A New Three-Hit Mouse Model of Neurodevelopmental Disorder with Cognitive Impairments and Persistent Sociability Deficits.

BACKGROUND/OBJECTIVES: Cognitive deficits and negative symptoms associated with schizophrenia are poorly managed by current antipsychotics. In order to develop effective treatments, refining animal models of neurodevelopmental disorders is essential.

METHODS

To address their multifactorial etiology, we developed a new three-hit mouse model based on the hypoglutamatergic hypothesis of the pathology combined with early stress, offering strong construct validity. Thus, a genetic susceptibility (serine racemase deletion) was associated with an early environmental stress (24 h maternal separation at 9 days of age) and a further pharmacological treatment with phencyclidine (PCP, a glutamate receptor antagonist treatment, 10 mg/kg/day, from 8 to 10 weeks of age).

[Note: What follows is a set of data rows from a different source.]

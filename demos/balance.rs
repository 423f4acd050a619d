//! Scripted walkthrough of a unit-balancing document.
//!
//! Builds a small document - a cost table with a draggable column, a derived
//! value readout, and a grouped bar plot - then replays the pointer gestures
//! a reader would make and prints the document state after each step.
//!
//! Run with: cargo run --example balance

use livebind::doc::{attr, class};
use livebind::{Model, NodeFlags, PointerEvent, Rect, Registry, Tree, Value};

fn main() {
    tracing_subscriber::fmt()
        .with_env_filter(
            tracing_subscriber::EnvFilter::try_from_default_env()
                .unwrap_or_else(|_| tracing_subscriber::EnvFilter::new("livebind=debug")),
        )
        .init();

    let mut tree = Tree::new();
    let root = tree.root();

    // "Each <unit> costs <cost> minerals; the swarm deals <value> damage per
    // mineral."
    let readout = tree.create_element("span");
    tree.set_data(readout, attr::ID, "value_per_cost");
    tree.set_data(readout, attr::FORMAT, "%.2f");
    tree.append_child(root, readout);

    let table = tree.create_element("table");
    tree.append_child(root, table);
    let head = tree.create_element("tr");
    tree.append_child(table, head);
    let tbody = tree.create_element("tbody");
    tree.append_child(table, tbody);

    let name_col = tree.create_element("var");
    tree.set_data(name_col, attr::ID, "unit_names");
    tree.append_child(head, name_col);

    let cost_col = tree.create_element("var");
    tree.set_data(cost_col, attr::ID, "costs_by_unit");
    tree.add_class(cost_col, class::ADJUSTABLE);
    tree.set_data(cost_col, attr::MIN, "25");
    tree.set_data(cost_col, attr::MAX, "400");
    tree.set_data(cost_col, attr::STEP, "25");
    tree.set_data(cost_col, attr::FORMAT, "%d");
    tree.append_child(head, cost_col);

    let plot = tree.create_element("div");
    tree.set_data(plot, attr::PLOT, "unit_names,damage_by_unit");
    tree.set_data(plot, attr::YLABEL, "damage");
    tree.set_rect(plot, Rect::new(240.0, 0.0, 320.0, 120.0));
    tree.append_child(root, plot);

    let mut model = Model::new();
    model.set_value(
        "unit_names",
        Value::Labels(vec!["zergling".into(), "roach".into(), "hydralisk".into()]),
    );
    model.set_value("costs_by_unit", Value::Series(vec![50.0, 75.0, 100.0]));
    model.set_value("damage_by_unit", Value::Series(vec![10.0, 16.0, 24.0]));
    model.set_formula(
        "value_per_cost",
        "sum(damage_by_unit) / sum(costs_by_unit)",
    );

    let mut registry = Registry::new();
    registry.scan(&mut tree, &mut model, root);
    registry.draw(&model, &mut tree);

    // The embedder owns layout: place the grown cost cells, then hand the
    // geometry to the registry for hit testing.
    let cost_cells: Vec<usize> = registry
        .outlets("costs_by_unit")
        .iter()
        .copied()
        .filter(|&i| registry.nodes()[i].flags.contains(NodeFlags::ADJUSTABLE))
        .collect();
    for (row, &i) in cost_cells.iter().enumerate() {
        let el = registry.nodes()[i].el;
        tree.set_rect(el, Rect::new(40.0, 20.0 + row as f64 * 16.0, 48.0, 16.0));
    }
    registry.refresh_hit_regions(&tree);

    println!("initial document:");
    print_state(&tree, &registry, readout);

    // Drag the zergling cost up by four steps (20 units of travel per step
    // scale: 5 units of pointer travel move one step).
    println!("\ndrag the zergling cost up by 100 minerals:");
    registry.dispatch_pointer(&mut tree, &mut model, PointerEvent::down(64.0, 28.0));
    registry.dispatch_pointer(&mut tree, &mut model, PointerEvent::move_to(84.0, 28.0));
    registry.dispatch_pointer(&mut tree, &mut model, PointerEvent::up(84.0, 28.0));
    print_state(&tree, &registry, readout);
}

fn print_state(tree: &Tree, registry: &Registry, readout: livebind::NodeId) {
    for &i in registry.outlets("unit_names") {
        let node = &registry.nodes()[i];
        if node.idx.is_none() {
            continue;
        }
        let row = node.idx.unwrap();
        let cost = registry
            .outlets("costs_by_unit")
            .iter()
            .copied()
            .find(|&c| registry.nodes()[c].idx == Some(row))
            .map(|c| tree.text(registry.nodes()[c].el).to_string())
            .unwrap_or_default();
        println!("  {:<10} {:>4} minerals", tree.text(node.el), cost);
    }
    println!("  damage per mineral: {}", tree.text(readout));
}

The face validity of this model was assessed in female mice 1 and 6 weeks after the end of PCP treatment by a set of behavioral experiments investigating positive- and negative-like symptoms and cognitive deficits.

RESULTS

Our results showed that the three-hit mice displayed persistent hyperlocomotion (positive-like symptoms) and social behavior impairment deficits (negative-like symptoms) but non-persistent spatial working memory deficits (cognitive symptoms).

CONCLUSIONS

Our work confirms the usefulness of a three-hit combination to model, particularly for negative-like symptoms associated with schizophrenia and other psychiatric disorders. The model therefore gathers powerful construct and face validities and supports an involvement of glutamate dysfunction in behavioral symptoms.